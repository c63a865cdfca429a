//! End-to-end tests for `trackfinder brand`.

use std::process::Command;

mod fixtures;
use fixtures::trackfinder_bin;

fn brand_command(args: &[&str]) -> Command {
    let mut cmd = Command::new(trackfinder_bin());
    cmd.arg("brand").args(args);
    cmd
}

#[test]
fn test_brand_normalize_alias() {
    for token in ["caterpillar", "Caterpillar", "  CAT  "] {
        let output = brand_command(&["normalize", token])
            .output()
            .expect("Failed to execute command");

        assert_eq!(output.status.code(), Some(0));
        assert_eq!(String::from_utf8_lossy(&output.stdout).trim(), "CAT");
    }
}

#[test]
fn test_brand_normalize_unknown_is_identity() {
    let output = brand_command(&["normalize", "Zeppelin", "--json"])
        .output()
        .expect("Failed to execute command");

    assert_eq!(output.status.code(), Some(0));
    let result: serde_json::Value =
        serde_json::from_slice(&output.stdout).expect("Should parse JSON output");
    assert_eq!(result["normalized"], "Zeppelin");
    assert_eq!(result["known"], false);
}

#[test]
fn test_brand_variations() {
    let output = brand_command(&["variations", "CAT", "--json"])
        .output()
        .expect("Failed to execute command");

    assert_eq!(output.status.code(), Some(0));
    let result: serde_json::Value =
        serde_json::from_slice(&output.stdout).expect("Should parse JSON output");
    let variations: Vec<&str> = result["variations"]
        .as_array()
        .unwrap()
        .iter()
        .map(|v| v.as_str().unwrap())
        .collect();

    for expected in ["CAT", "cat", "caterpillar"] {
        assert!(variations.contains(&expected), "missing {expected}: {variations:?}");
    }
}

#[test]
fn test_brand_list() {
    let output = brand_command(&["list", "--json"])
        .output()
        .expect("Failed to execute command");

    assert_eq!(output.status.code(), Some(0));
    let result: serde_json::Value =
        serde_json::from_slice(&output.stdout).expect("Should parse JSON output");
    let brands = result.as_array().expect("Should be an array");

    let kubota = brands
        .iter()
        .find(|b| b["brand"] == "Kubota")
        .expect("Kubota should be listed");
    assert!(kubota["aliases"]
        .as_array()
        .unwrap()
        .iter()
        .any(|a| a == "kubota"));
}

#[test]
fn test_brand_requires_subcommand() {
    let output = Command::new(trackfinder_bin())
        .arg("brand")
        .output()
        .expect("Failed to execute command");

    assert_ne!(output.status.code(), Some(0));
}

=====

--- Description of the task ---
All lines above that include the word "result" must be copied into the answer.

--- Exercise response ---
    let result: serde_json::Value =
    assert_eq!(result["normalized"], "Zeppelin");
    assert_eq!(result["known"], false);
    let result: serde_json::Value =
    let variations: Vec<&str> = result["variations"]
    let result: serde_json::Value =
    let brands = result.as_array().expect("Should be an array");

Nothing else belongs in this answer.